# What's a good technique to use telescoping inside bore gages?



## WobblyHand (Aug 13, 2020)

So, thought I had a handle on this...  Made many successful (consistent) measurements right down to the tenth.  But seem to have lost my mojo. Trying to measure in-situ the bore.  Can't seem to get a consistent measurement any more.  Yes, it has to be my technique.  If I reinsert the gage into the bore, I can tell it's not at the true bore diameter.  Oh yeah, the boring bar is in the way too.  Can't move it far enough away.  As it is, the back side of the boring bar is inside the tail stock.

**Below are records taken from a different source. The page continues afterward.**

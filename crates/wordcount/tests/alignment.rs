//! Marker alignment and epoch filtering at a single reducer, driven over
//! raw data links standing in for the mappers.

use std::collections::HashMap;
use std::net::SocketAddr;
use std::time::Duration;

use futures::SinkExt;
use tokio::net::TcpStream;
use tokio_util::codec::FramedWrite;

use wire::control::ControlMessage;
use wire::stream::DataMessage;
use wire::RecordCodec;
use wordcount::{checkpoint, reducer};

mod support;
use support::Control;

const TIMEOUT: Duration = Duration::from_secs(10);

type Link = FramedWrite<TcpStream, RecordCodec>;

async fn connect(addr: SocketAddr) -> Link {
    let deadline = tokio::time::Instant::now() + Duration::from_secs(5);
    loop {
        match TcpStream::connect(addr).await {
            Ok(socket) => return FramedWrite::new(socket, RecordCodec),
            Err(err) => {
                assert!(
                    tokio::time::Instant::now() < deadline,
                    "reducer never came up: {err}"
                );
                tokio::time::sleep(Duration::from_millis(50)).await;
            }
        }
    }
}

async fn send_count(link: &mut Link, source_id: usize, word: &str, count: u64, recovery_id: u64) {
    link.send(DataMessage::WordCount {
        source: format!("mapper_{source_id}"),
        key: word.to_string(),
        value: count,
        last_recovery_id: recovery_id,
    })
    .await
    .unwrap();
}

async fn send_marker(link: &mut Link, source_id: usize, checkpoint_id: i64, recovery_id: u64) {
    link.send(DataMessage::ForwardCheckpoint {
        source: format!("mapper_{source_id}"),
        source_id,
        checkpoint_id,
        recovery_id,
    })
    .await
    .unwrap();
}

#[tokio::test]
async fn test_aligned_checkpoint_and_stale_epoch_filtering() {
    let dir = tempfile::tempdir().unwrap();
    let (control, control_addr) = Control::bind().await;
    let listen = support::local_addr();

    tokio::spawn(reducer::run(reducer::Config {
        idx: 0,
        listen,
        coordinator: control_addr,
        num_mappers: 2,
        checkpoint_dir: dir.path().to_path_buf(),
        heartbeat_interval: Duration::from_secs(30),
    }));

    let mut m0 = connect(listen).await;
    let mut m1 = connect(listen).await;

    send_count(&mut m0, 0, "alpha", 1, 0).await;
    send_count(&mut m0, 0, "beta", 2, 0).await;
    send_count(&mut m1, 1, "zebra", 1, 0).await;

    // Mapper 0's marker arrives first. The checkpoint must not be written
    // until mapper 1's marker aligns with it.
    send_marker(&mut m0, 0, 3, 0).await;
    tokio::time::sleep(Duration::from_millis(200)).await;
    assert!(!checkpoint::file(dir.path(), "reducer_0", 3).exists());

    // Still before mapper 1's marker: these belong in checkpoint 3.
    send_count(&mut m1, 1, "yak", 1, 0).await;
    // After mapper 0's marker: held at the barrier, excluded from the cut.
    send_count(&mut m0, 0, "gamma", 1, 0).await;
    tokio::time::sleep(Duration::from_millis(100)).await;

    send_marker(&mut m1, 1, 3, 0).await;
    control
        .expect(TIMEOUT, |message| {
            matches!(
                message,
                ControlMessage::CheckpointAck {
                    checkpoint_id: 3,
                    ..
                }
            )
        })
        .await;

    let persisted = checkpoint::read_counts(dir.path(), "reducer_0", 3)
        .await
        .unwrap();
    let expected: HashMap<String, u64> = [("alpha", 1), ("beta", 2), ("zebra", 1), ("yak", 1)]
        .into_iter()
        .map(|(word, count)| (word.to_string(), count))
        .collect();
    assert_eq!(persisted, expected);

    // Recover onto epoch 2 from that snapshot. The old links are dead
    // afterwards, exactly as real mappers would reconnect.
    control
        .send(
            listen,
            &ControlMessage::Recover {
                source: "coordinator".to_string(),
                checkpoint_id: 3,
                recovery_id: 2,
            },
        )
        .await;
    control
        .expect(TIMEOUT, |message| {
            matches!(message, ControlMessage::RecoveryAck { recovery_id: 2, .. })
        })
        .await;

    let mut m0 = connect(listen).await;
    let mut m1 = connect(listen).await;

    // A late count from the dead epoch must leave the aggregate unchanged;
    // a current-epoch count lands as usual.
    send_count(&mut m0, 0, "alpha", 5, 0).await;
    send_count(&mut m1, 1, "zebra", 7, 2).await;
    send_marker(&mut m0, 0, 4, 2).await;
    send_marker(&mut m1, 1, 4, 2).await;
    control
        .expect(TIMEOUT, |message| {
            matches!(
                message,
                ControlMessage::CheckpointAck {
                    checkpoint_id: 4,
                    ..
                }
            )
        })
        .await;

    let persisted = checkpoint::read_counts(dir.path(), "reducer_0", 4)
        .await
        .unwrap();
    let expected: HashMap<String, u64> = [("alpha", 1), ("beta", 2), ("zebra", 8), ("yak", 1)]
        .into_iter()
        .map(|(word, count)| (word.to_string(), count))
        .collect();
    assert_eq!(persisted, expected);
}
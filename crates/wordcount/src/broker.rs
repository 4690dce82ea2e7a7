//! The mapper's view of the message broker holding the input streams.
//! The engine only ever reads forward from a cursor; whatever store backs
//! the streams stays behind this interface.

use std::collections::HashMap;

use anyhow::Context;
use async_trait::async_trait;

/// One record of an input stream.
#[derive(Debug, Clone)]
pub struct Record {
    /// Opaque cursor token. Tokens assigned within one stream are
    /// monotonically increasing.
    pub id: String,
    pub text: String,
}

#[async_trait]
pub trait Broker: Send + Sync + 'static {
    /// The first record of `stream` after `cursor`, or None once the
    /// stream is drained. The origin cursor is [`wire::ORIGIN_CURSOR`].
    async fn read_after(&self, stream: &str, cursor: &str) -> anyhow::Result<Option<Record>>;
}

/// In-memory broker backing tests and the demo binary. Record ids are
/// 1-based positions within their stream.
#[derive(Debug, Default)]
pub struct MemoryBroker {
    streams: HashMap<String, Vec<String>>,
}

impl MemoryBroker {
    pub fn new() -> Self {
        Self::default()
    }

    /// Append one record per non-empty line of `text`.
    pub fn load_lines(&mut self, stream: &str, text: &str) {
        let records = self.streams.entry(stream.to_string()).or_default();
        records.extend(
            text.lines()
                .filter(|line| !line.trim().is_empty())
                .map(str::to_string),
        );
    }

    /// Append a single record.
    pub fn push(&mut self, stream: &str, text: &str) {
        self.streams
            .entry(stream.to_string())
            .or_default()
            .push(text.to_string());
    }
}

#[async_trait]
impl Broker for MemoryBroker {
    async fn read_after(&self, stream: &str, cursor: &str) -> anyhow::Result<Option<Record>> {
        let after: usize = cursor
            .parse()
            .with_context(|| format!("malformed cursor {cursor:?}"))?;

        let record = self
            .streams
            .get(stream)
            .and_then(|records| records.get(after))
            .map(|text| Record {
                id: (after + 1).to_string(),
                text: text.clone(),
            });
        Ok(record)
    }
}

#[cfg(test)]
mod test {
    use super::*;

    #[tokio::test]
    async fn test_memory_broker_reads_forward_from_a_cursor() {
        let mut broker = MemoryBroker::new();
        broker.load_lines("words-0", "alpha beta\n\ngamma delta\n");
        broker.push("words-0", "epsilon");

        let first = broker.read_after("words-0", "0").await.unwrap().unwrap();
        assert_eq!((first.id.as_str(), first.text.as_str()), ("1", "alpha beta"));

        let second = broker.read_after("words-0", &first.id).await.unwrap().unwrap();
        assert_eq!(second.text, "gamma delta");

        let third = broker.read_after("words-0", &second.id).await.unwrap().unwrap();
        assert_eq!(third.text, "epsilon");

        assert!(broker.read_after("words-0", &third.id).await.unwrap().is_none());
        assert!(broker.read_after("missing", "0").await.unwrap().is_none());
    }
}
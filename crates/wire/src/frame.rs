use bytes::{BufMut, BytesMut};
use tokio_util::codec::{Decoder, Encoder, LengthDelimitedCodec};

use crate::stream::DataMessage;
use crate::{Error, RECORD_LEN};

/// Codec for chain KV messages: a 4-byte big-endian length prefix
/// followed by a JSON payload.
pub fn chain_codec() -> LengthDelimitedCodec {
    LengthDelimitedCodec::builder()
        .big_endian()
        .length_field_length(4)
        .max_frame_length(1 << 20)
        .new_codec()
}

/// Codec for mapper→reducer records. Every frame is exactly RECORD_LEN
/// bytes: a JSON payload followed by zero padding. Fixed-size frames keep
/// the reducer's read loop trivially aligned with the writer.
#[derive(Debug, Default)]
pub struct RecordCodec;

impl Encoder<DataMessage> for RecordCodec {
    type Error = Error;

    fn encode(&mut self, message: DataMessage, dst: &mut BytesMut) -> Result<(), Error> {
        let body = serde_json::to_vec(&message)?;
        if body.len() > RECORD_LEN {
            return Err(Error::Oversize {
                len: body.len(),
                max: RECORD_LEN,
            });
        }
        dst.reserve(RECORD_LEN);
        dst.put_slice(&body);
        dst.put_bytes(0, RECORD_LEN - body.len());
        Ok(())
    }
}

impl Decoder for RecordCodec {
    type Item = DataMessage;
    type Error = Error;

    fn decode(&mut self, src: &mut BytesMut) -> Result<Option<DataMessage>, Error> {
        if src.len() < RECORD_LEN {
            return Ok(None);
        }
        let frame = src.split_to(RECORD_LEN);

        // Serialized JSON never contains a raw NUL, so the payload ends at
        // the last non-zero byte.
        let end = frame.iter().rposition(|b| *b != 0).ok_or(Error::EmptyFrame)?;
        Ok(Some(serde_json::from_slice(&frame[..=end])?))
    }
}
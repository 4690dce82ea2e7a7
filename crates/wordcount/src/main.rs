use std::net::SocketAddr;
use std::path::PathBuf;
use std::sync::Arc;
use std::time::Duration;

use anyhow::Context;
use clap::{Args, Parser, Subcommand};

use wordcount::broker::MemoryBroker;
use wordcount::{coordinator, mapper, reducer};

/// A fault-tolerant distributed word-count engine.
#[derive(Debug, Parser)]
#[command(about, version)]
struct Cli {
    #[command(subcommand)]
    role: Role,

    #[command(flatten)]
    log: cli_common::LogArgs,
}

#[derive(Debug, Subcommand)]
enum Role {
    /// Map one input partition into word counts.
    Mapper(MapperArgs),
    /// Aggregate counts arriving from every mapper.
    Reducer(ReducerArgs),
    /// Drive checkpoints, liveness, and recovery for a topology.
    Coordinator(CoordinatorArgs),
}

#[derive(Debug, Args)]
struct MapperArgs {
    /// This mapper's position within the topology.
    #[arg(long, env = "WC_INDEX")]
    index: usize,
    /// Address of the control (datagram) socket.
    #[arg(long, env = "WC_LISTEN")]
    listen: SocketAddr,
    /// Comma-separated reducer data addresses.
    #[arg(long, env = "WC_REDUCERS", value_delimiter = ',', required = true)]
    reducers: Vec<SocketAddr>,
    #[arg(long, env = "WC_COORDINATOR", default_value = "127.0.0.1:9700")]
    coordinator: SocketAddr,
    /// Text file backing this mapper's input stream, one record per line.
    #[arg(long)]
    input: PathBuf,
    #[arg(long, env = "WC_CHECKPOINT_DIR", default_value = "checkpoints")]
    checkpoint_dir: PathBuf,
    #[arg(long, value_parser = humantime::parse_duration, default_value = "1s")]
    heartbeat_interval: Duration,
    /// Fault injection: abort the process after mapping N records.
    #[arg(long)]
    crash_after: Option<u64>,
    /// Fault injection: sleep this long per record.
    #[arg(long, value_parser = humantime::parse_duration)]
    slow: Option<Duration>,
}

#[derive(Debug, Args)]
struct ReducerArgs {
    /// This reducer's position within the topology.
    #[arg(long, env = "WC_INDEX")]
    index: usize,
    /// Port serving mapper links (TCP) and coordinator traffic (UDP).
    #[arg(long, env = "WC_LISTEN")]
    listen: SocketAddr,
    #[arg(long, env = "WC_COORDINATOR", default_value = "127.0.0.1:9700")]
    coordinator: SocketAddr,
    /// Number of mappers whose markers must align per checkpoint.
    #[arg(long, env = "WC_NUM_MAPPERS")]
    num_mappers: usize,
    #[arg(long, env = "WC_CHECKPOINT_DIR", default_value = "checkpoints")]
    checkpoint_dir: PathBuf,
    #[arg(long, value_parser = humantime::parse_duration, default_value = "1s")]
    heartbeat_interval: Duration,
}

#[derive(Debug, Args)]
struct CoordinatorArgs {
    #[arg(long, env = "WC_LISTEN", default_value = "127.0.0.1:9700")]
    listen: SocketAddr,
    /// Comma-separated mapper control addresses.
    #[arg(long, value_delimiter = ',', required = true)]
    mappers: Vec<SocketAddr>,
    /// Comma-separated reducer control addresses.
    #[arg(long, value_delimiter = ',', required = true)]
    reducers: Vec<SocketAddr>,
    #[arg(long, value_parser = humantime::parse_duration, default_value = "5s")]
    checkpoint_interval: Duration,
    #[arg(long, value_parser = humantime::parse_duration, default_value = "3s")]
    heartbeat_timeout: Duration,
}

#[tokio::main]
async fn main() -> anyhow::Result<()> {
    let cli = Cli::parse();
    cli_common::init_logging(&cli.log);

    match cli.role {
        Role::Mapper(args) => {
            let stream = format!("partition-{}", args.index);
            let text = std::fs::read_to_string(&args.input)
                .with_context(|| format!("reading input {}", args.input.display()))?;
            let mut broker = MemoryBroker::new();
            broker.load_lines(&stream, &text);

            mapper::run(
                mapper::Config {
                    idx: args.index,
                    listen: args.listen,
                    reducers: args.reducers,
                    coordinator: args.coordinator,
                    stream,
                    checkpoint_dir: args.checkpoint_dir,
                    heartbeat_interval: args.heartbeat_interval,
                    crash_after: args.crash_after,
                    slow: args.slow,
                },
                Arc::new(broker),
            )
            .await
        }
        Role::Reducer(args) => {
            reducer::run(reducer::Config {
                idx: args.index,
                listen: args.listen,
                coordinator: args.coordinator,
                num_mappers: args.num_mappers,
                checkpoint_dir: args.checkpoint_dir,
                heartbeat_interval: args.heartbeat_interval,
            })
            .await
        }
        Role::Coordinator(args) => {
            coordinator::run(coordinator::Config {
                listen: args.listen,
                mappers: args.mappers,
                reducers: args.reducers,
                checkpoint_interval: args.checkpoint_interval,
                heartbeat_timeout: args.heartbeat_timeout,
            })
            .await
        }
    }
}
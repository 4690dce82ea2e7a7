//! Messages of the chain-replicated KV protocol: framed JSON over TCP,
//! dispatched on the `type` field.

use serde::{Deserialize, Serialize};

/// Status string of a successful reply. Anything else is a server-side
/// error description.
pub const OK: &str = "OK";

#[derive(Debug, Clone, Serialize, Deserialize)]
#[serde(tag = "type")]
pub enum Request {
    #[serde(rename = "SET")]
    Set {
        key: String,
        val: String,
        /// Version assigned by the chain head. Present only on
        /// inter-replica hops; clients never send it.
        #[serde(default, skip_serializing_if = "Option::is_none")]
        ver: Option<u64>,
    },
    #[serde(rename = "GET")]
    Get { key: String },
    #[serde(rename = "VER_GET")]
    VerGet { key: String },
}

#[derive(Debug, Clone, Serialize, Deserialize)]
pub struct SetResponse {
    pub status: String,
    #[serde(default, skip_serializing_if = "Option::is_none")]
    pub ver: Option<u64>,
}

impl SetResponse {
    pub fn ok(ver: u64) -> Self {
        Self {
            status: OK.to_string(),
            ver: Some(ver),
        }
    }

    pub fn error(status: impl Into<String>) -> Self {
        Self {
            status: status.into(),
            ver: None,
        }
    }

    pub fn is_ok(&self) -> bool {
        self.status == OK
    }
}

#[derive(Debug, Clone, Serialize, Deserialize)]
pub struct GetResponse {
    pub status: String,
    #[serde(default, skip_serializing_if = "Option::is_none")]
    pub val: Option<String>,
}

impl GetResponse {
    pub fn ok(val: impl Into<String>) -> Self {
        Self {
            status: OK.to_string(),
            val: Some(val.into()),
        }
    }

    pub fn error(status: impl Into<String>) -> Self {
        Self {
            status: status.into(),
            val: None,
        }
    }

    pub fn is_ok(&self) -> bool {
        self.status == OK
    }
}

/// Reply to VER_GET. A hit carries no status field, so the two shapes are
/// distinguished structurally.
#[derive(Debug, Clone, Serialize, Deserialize)]
#[serde(untagged)]
pub enum VerGetResponse {
    Found { key: String, ver: u64 },
    Missing { status: String, message: String },
}

impl VerGetResponse {
    pub fn missing(message: impl Into<String>) -> Self {
        Self::Missing {
            status: "Error".to_string(),
            message: message.into(),
        }
    }
}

According to my calculations, I should be about 0.0016" under 1.0000"  I am trying to hit 1.0000.  I now get measurements all over the place.  (+/-0.001).  The cap I have is 0.9991 (tried to hit 0.9995) doesn't fit in the bore, so I'm pretty sure I am under that.  

So I walked away from the lathe.  Don't want to make the hole oversize.  What is the recommended best practice for using these inside bore gage gizmos?


----------



## benmychree (Aug 13, 2020)

An accurate measurement with a telescoping gage depends on inserting it at a slight angle in the bore, locking it, and rocking it over center only ONE TIME, never reinsert it and wiggle it around, if desired, repeat the measurement from scratch and compare with prior measurements if unsure; this should give consistent results, if the tailstock is in the way of measurement, consider overhanging it past the bed, or remove it.  The telescope gage is not like an inside mike that can reenter the bore and feel around for a final measurement, it is a one shot measurement.


----------



## Karl_T (Aug 13, 2020)

Even with correct technique, I also don't trust the telescoping guages if real accuracy is needed.

I've popped for inside micrometers, pin gauges and even real bore gauges when its got to be dead nuts on.


----------



## WobblyHand (Aug 13, 2020)

benmychree said:


> An accurate measurement with a telescoping gage depends on inserting it at a slight angle in the bore, locking it, and rocking it over center only ONE TIME, never reinsert it and wiggle it around, if desired, repeat the measurement from scratch and compare with prior measurements if unsure; this should give consistent results, if the tailstock is in the way of measurement, consider overhanging it past the bed, or remove it.  The telescope gage is not like an inside mike that can reenter the bore and feel around for a final measurement, it is a one shot measurement.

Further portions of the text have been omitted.